Сырой, пронизывающий холодом мартовский день. Небо, тяжёлое, как старое сукно, нависало над землёй, будто бы не в силах подняться после долгой зимы. Ветер метался по перрону, будто душа грешника, не нашедшая покоя: свистел в ухо, хватал за шиворот, трепал платки и полы пальто, будто искал, кого бы схватить и унести в эту серую пустоту. Поезд, запоздавший более чем на двадцать минут, наконец вполз на станцию — медленно, с хриплым стоном паровоза, точно усталый зверь, волочащий за собой невзрачные вагоны.

Перрон кипел жизнью. Люди, словно муравьи, выбитые из муравейника, метались в смятении: одни падали в объятия, с лицами, исказившимися от чувств, не ведавших, где кончается радость и начинается отчаяние; другие, сжав губы и прижав к груди узлы и чемоданы, пробирались к вагонам с молчаливым, звериным упорством.

В одном из вагонов третьего класса, у запотевшего окна, сидел интег-лейтенант Николай Алексеевич Рябской. Лоб его был прижат к стеклу, холодному, как могильная плита. Он тоскливо смотрел на эту суету и ежился не только от холода, проникавшего сквозь тонкие стены вагона, но и от волнения с тревогой, терзающих его душу.

— Что ж ты, брат, такой понурый? — раздался рядом сонный, хрипловатый голос князя Бронского.
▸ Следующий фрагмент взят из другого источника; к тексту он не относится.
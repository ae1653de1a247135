use std::process::ExitCode;

fn main() -> ExitCode {
    match feeder_vog::app::run() {
        Ok(()) => ExitCode::SUCCESS,
        Err(err) => {
            eprintln!("{err}");
            ExitCode::from(err.exit_code())
        }
    }
}
//! Ratatui-based terminal UI.
//!
//! The TUI provides a selection panel (sex, grade, purchase and sale bracket,
//! cost of gain, target ADG), a price-by-weight chart of the chosen slice, and
//! the resulting value-of-gain metrics.

use std::io;
use std::sync::Arc;
use std::time::{Duration, Instant};

use crossterm::{
    event::{self, Event, KeyCode, KeyEventKind},
    execute,
    terminal::{EnterAlternateScreen, LeaveAlternateScreen, disable_raw_mode, enable_raw_mode},
};
use ratatui::{
    Terminal,
    backend::CrosstermBackend,
    layout::{Constraint, Direction, Layout, Rect},
    style::{Color, Modifier, Style},
    text::{Line, Span, Text},
    widgets::{Block, Borders, Clear, List, ListItem, ListState, Paragraph, Wrap},
};

use crate::app::pipeline::{SharedCache, open_cache};
use crate::cli::TuiArgs;
use crate::domain::NormalizedReport;
use crate::error::{AppError, ReportError};
use crate::report::fmt_money;

mod plotters_chart;
pub mod state;

use plotters_chart::{PriceChart, price_series};
use state::{Field, Selection};

/// Start the TUI.
pub fn run(args: TuiArgs) -> Result<(), AppError> {
    // Resolve settings and credentials before touching the terminal so a
    // configuration error prints normally.
    let assumptions = args.feed.to_assumptions()?;
    let cache = open_cache(&args.source.to_config())?;

    let _guard = TerminalGuard::new()?;

    let backend = CrosstermBackend::new(io::stdout());
    let mut terminal = Terminal::new(backend)
        .map_err(|e| AppError::new(4, format!("Failed to initialize terminal: {e}")))?;

    let mut app = App::new(cache, Selection::new(assumptions));
    terminal
        .draw(|f| app.draw(f))
        .map_err(|e| AppError::new(4, format!("Terminal draw error: {e}")))?;
    app.load(false);
    app.event_loop(&mut terminal)
}

/// Ensures the terminal is restored (raw mode, alternate screen) on exit.
struct TerminalGuard;

impl TerminalGuard {
    fn new() -> Result<Self, AppError> {
        enable_raw_mode().map_err(|e| AppError::new(4, format!("Failed to enable raw mode: {e}")))?;
        if let Err(e) = execute!(io::stdout(), EnterAlternateScreen) {
            let _ = disable_raw_mode();
            return Err(AppError::new(4, format!("Failed to enter alternate screen: {e}")));
        }
        Ok(Self)
    }
}

impl Drop for TerminalGuard {
    fn drop(&mut self) {
        let _ = disable_raw_mode();
        let _ = execute!(io::stdout(), LeaveAlternateScreen);
    }
}

struct App {
    cache: SharedCache,
    report: Option<Arc<NormalizedReport>>,
    /// Last fetch failure; shown instead of results while no snapshot exists.
    error: Option<ReportError>,
    selection: Selection,
    status: String,
}
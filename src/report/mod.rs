//! Reporting utilities: formatted terminal output for tables and profit results.

pub mod format;

pub use format::*;
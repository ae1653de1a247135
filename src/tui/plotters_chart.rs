//! Plotters-powered price-by-weight chart widget for Ratatui.
//!
//! The chart shows the $/cwt price of every bracket in the selected
//! sex+grade slice against its average weight, with the purchase and sale
//! brackets highlighted. Feeder prices usually fall as weight rises; the
//! slope between the two highlights is what drives value of gain.
//!
//! We render Plotters output into the Ratatui buffer using `plotters-ratatui-backend`.

use plotters::prelude::*;
use plotters_ratatui_backend::widget_fn;
use ratatui::{
    buffer::Buffer,
    layout::Rect,
    style::{Color, Style},
    widgets::Widget,
};

/// A lightweight, render-only chart description.
///
/// All series and bounds are computed outside the render call.
pub struct PriceChart<'a> {
    /// Price curve across the slice's brackets, sorted by weight.
    pub curve: &'a [(f64, f64)],
    /// Selected purchase bracket.
    pub purchase: Option<(f64, f64)>,
    /// Selected sale bracket.
    pub sale: Option<(f64, f64)>,
    /// X bounds (avg weight, lbs).
    pub x_bounds: [f64; 2],
    /// Y bounds (price, $/cwt).
    pub y_bounds: [f64; 2],
}

impl<'a> Widget for PriceChart<'a> {
    fn render(self, area: Rect, buf: &mut Buffer) {
        // When the available area is too small, Plotters may fail to build a chart.
        // In that case, we render a small hint rather than panicking.
        if area.width < 20 || area.height < 8 {
            buf.set_string(
                area.x,
                area.y,
                "Chart area too small (resize terminal).",
                Style::default().fg(Color::Yellow),
            );
            return;
        }

        let [x0, x1] = self.x_bounds;
        let [y0, y1] = self.y_bounds;

        if !(x0.is_finite() && x1.is_finite() && y0.is_finite() && y1.is_finite()) || x1 <= x0 || y1 <= y0 {
            return;
        }

        let widget = widget_fn(move |root| {
            let mut chart = ChartBuilder::on(&root)
                .margin(1)
                .set_label_area_size(LabelAreaPosition::Left, 6)
                .set_label_area_size(LabelAreaPosition::Bottom, 3)
                .build_cartesian_2d(x0..x1, y0..y1)?;

            chart
                .configure_mesh()
                .disable_x_mesh()
                .disable_y_mesh()
                .x_desc("avg weight (lbs)")
                .y_desc("price ($/cwt)")
                .x_labels(5)
                .y_labels(5)
                .x_label_formatter(&|v| format!("{v:.0}"))
                .y_label_formatter(&|v| format!("{v:.0}"))
                .label_style(("sans-serif", 10).into_font().color(&WHITE))
                .axis_style(&WHITE)
                .bold_line_style(&WHITE)
                .draw()?;

            let curve_color = RGBColor(0, 255, 255); // cyan
            let purchase_color = RGBColor(255, 255, 0); // yellow
            let sale_color = RGBColor(0, 255, 0); // green

            chart.draw_series(LineSeries::new(self.curve.iter().copied(), &curve_color))?;
            chart.draw_series(self.curve.iter().map(|&(x, y)| Pixel::new((x, y), WHITE)))?;

            // `Circle` radii are mis-scaled by the ratatui backend; a colored
            // pixel reliably overrides the white bracket point.
            chart.draw_series(self.purchase.into_iter().map(|p| Pixel::new(p, purchase_color)))?;
            chart.draw_series(self.sale.into_iter().map(|p| Pixel::new(p, sale_color)))?;

            Ok(())
        });

        widget.render(area, buf);
    }
}

/// Sorted price series plus padded bounds for a slice.
pub fn price_series(points: &[(f64, f64)]) -> (Vec<(f64, f64)>, [f64; 2], [f64; 2]) {
    let mut curve: Vec<(f64, f64)> = points
        .iter()
        .copied()
        .filter(|(x, y)| x.is_finite() && y.is_finite())
        .collect();
    curve.sort_by(|a, b| a.0.total_cmp(&b.0));

    let (mut x_min, mut x_max) = (f64::INFINITY, f64::NEG_INFINITY);
    let (mut y_min, mut y_max) = (f64::INFINITY, f64::NEG_INFINITY);
    for &(x, y) in &curve {
        x_min = x_min.min(x);
        x_max = x_max.max(x);
        y_min = y_min.min(y);
        y_max = y_max.max(y);
    }

    if !x_min.is_finite() || !x_max.is_finite() || x_max <= x_min {
        let mid = if x_min.is_finite() { x_min } else { 600.0 };
        x_min = mid - 50.0;
        x_max = mid + 50.0;
    }
    if !y_min.is_finite() || !y_max.is_finite() || y_max <= y_min {
        let mid = if y_min.is_finite() { y_min } else { 200.0 };
        y_min = mid - 10.0;
        y_max = mid + 10.0;
    }

    let x_pad = (x_max - x_min) * 0.05;
    let y_pad = (y_max - y_min) * 0.05;
    (
        curve,
        [x_min - x_pad, x_max + x_pad],
        [y_min - y_pad, y_max + y_pad],
    )
}
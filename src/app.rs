//! Top-level application orchestration.
//!
//! `src/main.rs` is intentionally tiny; this module is the "real main" that:
//! - loads `.env` and parses CLI arguments
//! - sets up logging
//! - fetches and normalizes the market report
//! - prints tables / profit results or launches the TUI
//! - writes optional exports

use clap::Parser;
use tracing_subscriber::EnvFilter;

use crate::cli::{CalcArgs, Command, ExportArgs, TableArgs, TuiArgs};
use crate::io::rules::NormalizeRules;
use crate::error::AppError;
use crate::slice::brackets_for;

pub mod pipeline;

use pipeline::{CalcRequest, open_cache, open_source};

/// Entry point for the `vog` binary.
pub fn run() -> Result<(), AppError> {
    // `.env` must be loaded before clap resolves `env = ...` defaults.
    dotenvy::dotenv().ok();

    // We want `vog` and `vog --input x.json` to behave like `vog tui ...`.
    let argv = rewrite_args(std::env::args().collect());
    let cli = crate::cli::Cli::parse_from(argv);

    match cli.command {
        Command::Tui(args) => handle_tui(args),
        Command::Table(args) => handle_table(args),
        Command::Calc(args) => handle_calc(args),
        Command::Export(args) => handle_export(args),
        Command::Save(args) => handle_save(args),
    }
}

/// Install the stderr subscriber. `RUST_LOG` overrides `default_directive`.
fn init_logging(default_directive: &str) {
    let filter = EnvFilter::try_from_default_env().unwrap_or_else(|_| EnvFilter::new(default_directive));
    let _ = tracing_subscriber::fmt()
        .with_env_filter(filter)
        .with_writer(std::io::stderr)
        .with_target(false)
        .try_init();
}

fn handle_tui(args: TuiArgs) -> Result<(), AppError> {
    // Log lines would tear the alternate screen; stay quiet unless asked.
    init_logging("off");
    crate::tui::run(args)
}

fn handle_table(args: TableArgs) -> Result<(), AppError> {
    init_logging("warn");
    let config = args.source.to_config();
    let cache = open_cache(&config)?;
    let report = cache.get_or_refresh()?;

    println!(
        "{}",
        crate::report::format_report_summary(&report, &cache.source().describe())
    );

    let rules = NormalizeRules::from_config(&config);
    let sex = args.sex.as_deref().map(|s| rules.parse_sex(s));
    let rows: Vec<_> = match (&sex, &args.grade) {
        (Some(sex), Some(grade)) => brackets_for(&report.entries, sex, grade),
        (Some(sex), None) => report.entries.iter().filter(|e| &e.sex == sex).collect(),
        (None, Some(grade)) => report
            .entries
            .iter()
            .filter(|e| e.grade.eq_ignore_ascii_case(grade.trim()))
            .collect(),
        (None, None) => report.entries.iter().collect(),
    };

    if rows.is_empty() {
        return Err(AppError::new(3, "No entries match the requested sex/grade."));
    }

    println!("{}", crate::report::format_table(&rows));
    Ok(())
}

fn handle_calc(args: CalcArgs) -> Result<(), AppError> {
    init_logging("warn");
    let assumptions = args.feed.to_assumptions()?;
    let config = args.source.to_config();
    let cache = open_cache(&config)?;
    let report = cache.get_or_refresh()?;

    let request = CalcRequest {
        sex: NormalizeRules::from_config(&config).parse_sex(&args.sex),
        grade: args.grade.clone(),
        buy_range: args.buy.clone(),
        sell_range: args.sell.clone(),
    };
    let out = pipeline::run_calc(&report, &request, &assumptions)?;

    println!(
        "{}",
        crate::report::format_report_summary(&report, &cache.source().describe())
    );
    println!(
        "{}",
        crate::report::format_profit(&out.purchase, &out.sale, &assumptions, &out.result)
    );
    Ok(())
}

fn handle_export(args: ExportArgs) -> Result<(), AppError> {
    init_logging("warn");
    let cache = open_cache(&args.source.to_config())?;
    let report = cache.get_or_refresh()?;

    crate::io::export::write_table_csv(&args.out, &report)?;
    println!("Wrote {} rows to {}", report.entries.len(), args.out.display());
    Ok(())
}

fn handle_save(args: ExportArgs) -> Result<(), AppError> {
    init_logging("warn");
    let source = open_source(&args.source.to_config())?;
    let records = source.fetch()?;
    if records.is_empty() {
        return Err(crate::error::ReportError::EmptySource.into());
    }

    crate::io::snapshot::write_report_json(&args.out, &records)?;
    println!("Saved {} raw records to {}", records.len(), args.out.display());
    Ok(())
}

/// Rewrite argv so `vog` defaults to `vog tui`.
///
/// Rules:
/// - `vog`                       -> `vog tui`
/// - `vog --input x.json ...`    -> `vog tui --input x.json ...`
/// - `vog --help/--version/-h`   -> unchanged (show top-level help/version)
fn rewrite_args(mut argv: Vec<String>) -> Vec<String> {
    let Some(arg1) = argv.get(1).cloned() else {
        argv.push("tui".to_string());
        return argv;
    };

    let is_top_level_help_or_version = matches!(
        arg1.as_str(),
        "-h" | "--help" | "-V" | "--version" | "help"
    );
    if is_top_level_help_or_version {
        return argv;
    }

    let is_subcommand = matches!(arg1.as_str(), "tui" | "table" | "calc" | "export" | "save");
    if is_subcommand {
        return argv;
    }

    // If the first token is a flag, treat it as "tui flags".
    if arg1.starts_with('-') {
        argv.insert(1, "tui".to_string());
        return argv;
    }

    argv
}
//! Time-boxed report snapshot.
//!
//! The report is fetched at most once per TTL. Within the interval every
//! caller gets the same outcome: the same `Arc` snapshot on success, or the
//! same error on failure (no automatic retry). `refresh` forces a new fetch.
//!
//! The slot lock is held across a refresh, so two callers that find the
//! snapshot stale never fetch twice.

use std::sync::{Arc, Mutex, MutexGuard, PoisonError};
use std::time::{Duration, Instant};

use crate::data::usda::ReportSource;
use crate::domain::NormalizedReport;
use crate::error::ReportError;
use crate::io::ingest::normalize;
use crate::io::rules::NormalizeRules;

pub type ReportOutcome = Result<Arc<NormalizedReport>, ReportError>;

struct CachedOutcome {
    outcome: ReportOutcome,
    fetched_at: Instant,
}

pub struct ReportCache<S> {
    source: S,
    rules: NormalizeRules,
    ttl: Duration,
    slot: Mutex<Option<CachedOutcome>>,
}

impl<S: ReportSource> ReportCache<S> {
    pub fn new(source: S, rules: NormalizeRules, ttl: Duration) -> Self {
        Self {
            source,
            rules,
            ttl,
            slot: Mutex::new(None),
        }
    }

    pub fn source(&self) -> &S {
        &self.source
    }

    pub fn get_or_refresh(&self) -> ReportOutcome {
        self.get_or_refresh_at(Instant::now())
    }

    /// Return the cached outcome if younger than the TTL at `now`, else reload.
    pub fn get_or_refresh_at(&self, now: Instant) -> ReportOutcome {
        let mut slot = self.lock();
        if let Some(cached) = slot.as_ref() {
            if now.saturating_duration_since(cached.fetched_at) < self.ttl {
                tracing::debug!("serving cached market report");
                return cached.outcome.clone();
            }
        }
        Self::reload(&mut slot, &self.source, &self.rules, now)
    }

    pub fn refresh(&self) -> ReportOutcome {
        self.refresh_at(Instant::now())
    }

    /// Reload regardless of age.
    pub fn refresh_at(&self, now: Instant) -> ReportOutcome {
        let mut slot = self.lock();
        Self::reload(&mut slot, &self.source, &self.rules, now)
    }

    pub fn invalidate(&self) {
        *self.lock() = None;
    }

    /// Age of the cached outcome at `now`, if any.
    pub fn age_at(&self, now: Instant) -> Option<Duration> {
        self.lock()
            .as_ref()
            .map(|cached| now.saturating_duration_since(cached.fetched_at))
    }

    fn reload(
        slot: &mut Option<CachedOutcome>,
        source: &S,
        rules: &NormalizeRules,
        now: Instant,
    ) -> ReportOutcome {
        let outcome = source
            .fetch()
            .and_then(|records| normalize(&records, rules))
            .map(Arc::new);

        match &outcome {
            Ok(report) => tracing::info!(
                source = %source.describe(),
                report_date = report.report_date.as_deref().unwrap_or("-"),
                entries = report.entries.len(),
                "market report refreshed"
            ),
            Err(err) => tracing::warn!(source = %source.describe(), %err, "market report unavailable"),
        }

        *slot = Some(CachedOutcome {
            outcome: outcome.clone(),
            fetched_at: now,
        });
        outcome
    }

    fn lock(&self) -> MutexGuard<'_, Option<CachedOutcome>> {
        self.slot.lock().unwrap_or_else(PoisonError::into_inner)
    }
}

#[cfg(test)]
mod tests {
    use std::cell::Cell;

    use serde_json::json;

    use super::*;
    use crate::io::rules::RawRecord;

    struct CountingSource {
        calls: Cell<usize>,
        fail: Cell<bool>,
    }

    impl CountingSource {
        fn new() -> Self {
            Self {
                calls: Cell::new(0),
                fail: Cell::new(false),
            }
        }
    }

    impl ReportSource for CountingSource {
        fn fetch(&self) -> Result<Vec<RawRecord>, ReportError> {
            self.calls.set(self.calls.get() + 1);
            if self.fail.get() {
                return Err(ReportError::Transport("connection refused".to_string()));
            }
            let record = json!({"class": "Steers", "avg_price": 280.0, "avg_weight": 550.0});
            Ok(vec![record.as_object().cloned().unwrap()])
        }

        fn describe(&self) -> String {
            "counting".to_string()
        }
    }

    const TTL: Duration = Duration::from_secs(3600);

    #[test]
    fn returns_same_snapshot_within_ttl() {
        let cache = ReportCache::new(CountingSource::new(), NormalizeRules::default(), TTL);
        let t0 = Instant::now();

        let a = cache.get_or_refresh_at(t0).unwrap();
        let b = cache.get_or_refresh_at(t0 + Duration::from_secs(3599)).unwrap();

        assert!(Arc::ptr_eq(&a, &b));
        assert_eq!(cache.source().calls.get(), 1);
    }

    #[test]
    fn refetches_after_ttl() {
        let cache = ReportCache::new(CountingSource::new(), NormalizeRules::default(), TTL);
        let t0 = Instant::now();

        let a = cache.get_or_refresh_at(t0).unwrap();
        let b = cache.get_or_refresh_at(t0 + TTL).unwrap();

        assert!(!Arc::ptr_eq(&a, &b));
        assert_eq!(*a, *b);
        assert_eq!(cache.source().calls.get(), 2);
    }

    #[test]
    fn failures_are_cached_until_refresh() {
        let source = CountingSource::new();
        source.fail.set(true);
        let cache = ReportCache::new(source, NormalizeRules::default(), TTL);
        let t0 = Instant::now();

        assert!(cache.get_or_refresh_at(t0).is_err());
        cache.source().fail.set(false);
        assert!(cache.get_or_refresh_at(t0 + Duration::from_secs(60)).is_err());
        assert_eq!(cache.source().calls.get(), 1);

        assert!(cache.refresh_at(t0 + Duration::from_secs(61)).is_ok());
        assert_eq!(cache.source().calls.get(), 2);
    }

    #[test]
    fn invalidate_forces_reload() {
        let cache = ReportCache::new(CountingSource::new(), NormalizeRules::default(), TTL);
        let t0 = Instant::now();

        cache.get_or_refresh_at(t0).unwrap();
        assert_eq!(cache.age_at(t0 + Duration::from_secs(5)), Some(Duration::from_secs(5)));

        cache.invalidate();
        assert_eq!(cache.age_at(t0), None);
        cache.get_or_refresh_at(t0).unwrap();
        assert_eq!(cache.source().calls.get(), 2);
    }

    #[test]
    fn normalization_errors_surface_through_cache() {
        struct EmptySource;
        impl ReportSource for EmptySource {
            fn fetch(&self) -> Result<Vec<RawRecord>, ReportError> {
                Ok(Vec::new())
            }
            fn describe(&self) -> String {
                "empty".to_string()
            }
        }

        let cache = ReportCache::new(EmptySource, NormalizeRules::default(), TTL);
        assert_eq!(cache.get_or_refresh().unwrap_err(), ReportError::EmptySource);
    }

    #[test]
    fn concurrent_callers_share_one_fetch() {
        use std::sync::Barrier;
        use std::sync::atomic::{AtomicUsize, Ordering};

        struct SlowSource {
            calls: AtomicUsize,
        }

        impl ReportSource for SlowSource {
            fn fetch(&self) -> Result<Vec<RawRecord>, ReportError> {
                self.calls.fetch_add(1, Ordering::SeqCst);
                std::thread::sleep(Duration::from_millis(200));
                let record = json!({"class": "Heifers", "avg_price": 250.0, "avg_weight": 520.0});
                Ok(vec![record.as_object().cloned().unwrap()])
            }

            fn describe(&self) -> String {
                "slow".to_string()
            }
        }

        const CALLERS: usize = 8;
        let cache = Arc::new(ReportCache::new(
            SlowSource { calls: AtomicUsize::new(0) },
            NormalizeRules::default(),
            TTL,
        ));
        let start = Arc::new(Barrier::new(CALLERS));

        let handles: Vec<_> = (0..CALLERS)
            .map(|_| {
                let cache = Arc::clone(&cache);
                let start = Arc::clone(&start);
                std::thread::spawn(move || {
                    start.wait();
                    cache.get_or_refresh().unwrap()
                })
            })
            .collect();
        let snapshots: Vec<_> = handles.into_iter().map(|h| h.join().unwrap()).collect();

        assert_eq!(cache.source().calls.load(Ordering::SeqCst), 1);
        assert!(snapshots.iter().all(|s| Arc::ptr_eq(s, &snapshots[0])));
    }
}
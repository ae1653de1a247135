//! Error types.
//!
//! - `ReportError`: the domain taxonomy shared by fetch, normalization, and
//!   profit calculation. It is `Clone` so a failed fetch can be cached and
//!   shown again until the snapshot expires.
//! - `AppError`: the process-level error of the `vog` binary (exit code +
//!   message). Every `ReportError` converts into one.

use thiserror::Error;

#[derive(Debug, Clone, PartialEq, Error)]
pub enum ReportError {
    /// Network, timeout, HTTP status, or body decoding failure.
    #[error("Report service unavailable: {0}")]
    Transport(String),

    /// The upstream report contained zero records.
    #[error("Market report is empty.")]
    EmptySource,

    /// Records were present but none survived classification and field checks.
    #[error("No valid Steer/Heifer data found in the market report.")]
    NoMatchingData,

    /// The sale bracket is not heavier than the purchase bracket.
    #[error(
        "Sale weight ({sale_weight:.0} lbs) must be greater than purchase weight ({purchase_weight:.0} lbs). Choose a heavier sale bracket."
    )]
    InvalidGain { purchase_weight: f64, sale_weight: f64 },

    /// The report credential could not be resolved from the environment.
    #[error("Missing report credential: {0}")]
    MissingCredential(String),

    /// A feeding assumption or other setting is out of range.
    #[error("Invalid configuration: {0}")]
    InvalidConfig(String),
}

impl ReportError {
    /// Whether the user can fix this by changing a selection (no re-fetch needed).
    pub fn is_recoverable(&self) -> bool {
        matches!(self, ReportError::InvalidGain { .. } | ReportError::InvalidConfig(_))
    }

    pub fn exit_code(&self) -> u8 {
        match self {
            ReportError::MissingCredential(_)
            | ReportError::InvalidConfig(_)
            | ReportError::InvalidGain { .. } => 2,
            ReportError::EmptySource | ReportError::NoMatchingData => 3,
            ReportError::Transport(_) => 4,
        }
    }
}

#[derive(Clone)]
pub struct AppError {
    exit_code: u8,
    message: String,
}

impl AppError {
    pub fn new(exit_code: u8, message: impl Into<String>) -> Self {
        Self {
            exit_code,
            message: message.into(),
        }
    }

    pub fn exit_code(&self) -> u8 {
        self.exit_code
    }
}

impl From<ReportError> for AppError {
    fn from(err: ReportError) -> Self {
        AppError::new(err.exit_code(), err.to_string())
    }
}

impl std::fmt::Display for AppError {
    fn fmt(&self, f: &mut std::fmt::Formatter<'_>) -> std::fmt::Result {
        write!(f, "{}", self.message)
    }
}

impl std::fmt::Debug for AppError {
    fn fmt(&self, f: &mut std::fmt::Formatter<'_>) -> std::fmt::Result {
        f.debug_struct("AppError")
            .field("exit_code", &self.exit_code)
            .field("message", &self.message)
            .finish()
    }
}

impl std::error::Error for AppError {}

#[cfg(test)]
mod tests {
    use super::*;

    #[test]
    fn report_errors_map_to_exit_codes() {
        let app: AppError = ReportError::EmptySource.into();
        assert_eq!(app.exit_code(), 3);

        let app: AppError = ReportError::Transport("timed out".to_string()).into();
        assert_eq!(app.exit_code(), 4);
        assert!(app.to_string().contains("timed out"));

        let app: AppError = ReportError::MissingCredential("USDA_API_KEY".to_string()).into();
        assert_eq!(app.exit_code(), 2);
    }

    #[test]
    fn only_selection_errors_are_recoverable() {
        let gain = ReportError::InvalidGain {
            purchase_weight: 700.0,
            sale_weight: 600.0,
        };
        assert!(gain.is_recoverable());
        assert!(!ReportError::NoMatchingData.is_recoverable());
        assert!(!ReportError::Transport("down".to_string()).is_recoverable());
    }
}
//! Selection queries over the normalized table.
//!
//! Front-ends narrow the table in three steps: sex, then grade, then a
//! weight bracket. All lists keep first-seen table order and never copy
//! entries. Grade comparison ignores case (the normalizer already
//! uppercases, but user input may not be).

use crate::domain::{MarketEntry, Sex};

/// Distinct sexes present in the table.
pub fn sexes(entries: &[MarketEntry]) -> Vec<Sex> {
    let mut out: Vec<Sex> = Vec::new();
    for e in entries {
        if !out.contains(&e.sex) {
            out.push(e.sex.clone());
        }
    }
    out
}

/// Distinct grades available for `sex`.
pub fn grades_for(entries: &[MarketEntry], sex: &Sex) -> Vec<String> {
    let mut out: Vec<String> = Vec::new();
    for e in entries.iter().filter(|e| &e.sex == sex) {
        if !out.iter().any(|g| g.eq_ignore_ascii_case(&e.grade)) {
            out.push(e.grade.clone());
        }
    }
    out
}

/// Weight-bracket rows of one sex+grade slice.
pub fn brackets_for<'a>(entries: &'a [MarketEntry], sex: &Sex, grade: &str) -> Vec<&'a MarketEntry> {
    entries
        .iter()
        .filter(|e| &e.sex == sex && e.grade.eq_ignore_ascii_case(grade.trim()))
        .collect()
}

/// Look up a bracket by its weight-range label; the first match wins.
pub fn find_bracket<'a>(
    entries: &'a [MarketEntry],
    sex: &Sex,
    grade: &str,
    weight_range: &str,
) -> Option<&'a MarketEntry> {
    brackets_for(entries, sex, grade)
        .into_iter()
        .find(|e| e.weight_range.trim() == weight_range.trim())
}
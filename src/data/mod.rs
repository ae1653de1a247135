//! Report sources and the cached snapshot.

pub mod cache;
pub mod usda;

pub use cache::{ReportCache, ReportOutcome};
pub use usda::{FileSource, ReportSource, UsdaClient};
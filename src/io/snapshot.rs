//! Read/write raw report JSON files.
//!
//! A saved report keeps the upstream body shape (`{ "results": [...] }`) so
//! it can be replayed with `--input` without credentials or network access.

use std::fs::File;
use std::path::Path;

use serde_json::{Value, json};

use crate::error::{AppError, ReportError};
use crate::io::rules::RawRecord;

/// Extract the record list from a report body.
///
/// A missing `results` key is an empty report. Non-object entries are skipped.
pub fn records_from_body(body: Value) -> Vec<RawRecord> {
    let Value::Object(mut map) = body else {
        return Vec::new();
    };
    let Some(Value::Array(results)) = map.remove("results") else {
        return Vec::new();
    };
    results
        .into_iter()
        .filter_map(|v| match v {
            Value::Object(obj) => Some(obj),
            _ => None,
        })
        .collect()
}

/// Read a saved report body.
pub fn read_report_json(path: &Path) -> Result<Vec<RawRecord>, ReportError> {
    let file = File::open(path).map_err(|e| {
        ReportError::Transport(format!("Failed to open report JSON '{}': {e}", path.display()))
    })?;
    let body: Value = serde_json::from_reader(file)
        .map_err(|e| ReportError::Transport(format!("Invalid report JSON '{}': {e}", path.display())))?;
    Ok(records_from_body(body))
}

/// Write raw records as a report body.
pub fn write_report_json(path: &Path, records: &[RawRecord]) -> Result<(), AppError> {
    let file = File::create(path)
        .map_err(|e| AppError::new(4, format!("Failed to create report JSON '{}': {e}", path.display())))?;
    serde_json::to_writer_pretty(file, &json!({ "results": records }))
        .map_err(|e| AppError::new(4, format!("Failed to write report JSON: {e}")))?;
    Ok(())
}
//! Credentials, tokens and persisted sessions.
//!
//! Provides:
//! - Basic-scheme token encoding (`codec`)
//! - Profile/role model with a closed role set (`types`)
//! - Durable session persistence over a pluggable key/value store (`store`)
//! - The HTTP identity check and authenticated request path (`gateway`)
//!
//! ## Design Decisions
//! - The token is `base64(username:password)`, i.e. the password in thin
//!   disguise. It is treated as a bearer secret: redacted from `Debug`, never
//!   logged, and only meant for a trusted (TLS) channel to the gateway.
//! - Unknown server roles collapse to `Citizen`.

pub mod codec;
pub mod error;
pub mod gateway;
pub mod store;
pub mod types;

pub use codec::{encode, AuthToken, Credential};
pub use error::{AuthError, StorageError};
pub use gateway::{ApiRequest, AuthGateway, HttpAuthGateway};
pub use store::{FileKeyValueStore, KeyValueStore, MemoryKeyValueStore, SessionStore};
pub use types::{Role, Session, SessionEvent, SessionState, UserProfile};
Тот зевнул, поправил воротник потрёпанного, в дороге, пальто и поёжился. Князь всегда мерз, особенно когда в карманах было пусто. — Да вот она, родная земля! Час другой — и будем дома! А ты сидишь, будто на каторгу везут, а не к отчему порогу.

Юрий Васильевич достал было цепочку от часов, машинально потянул — и вдруг замер. Часов не было. Осталась лишь цепочка, висящая, как напоминание о двух красавицах, которые и часы прихватили.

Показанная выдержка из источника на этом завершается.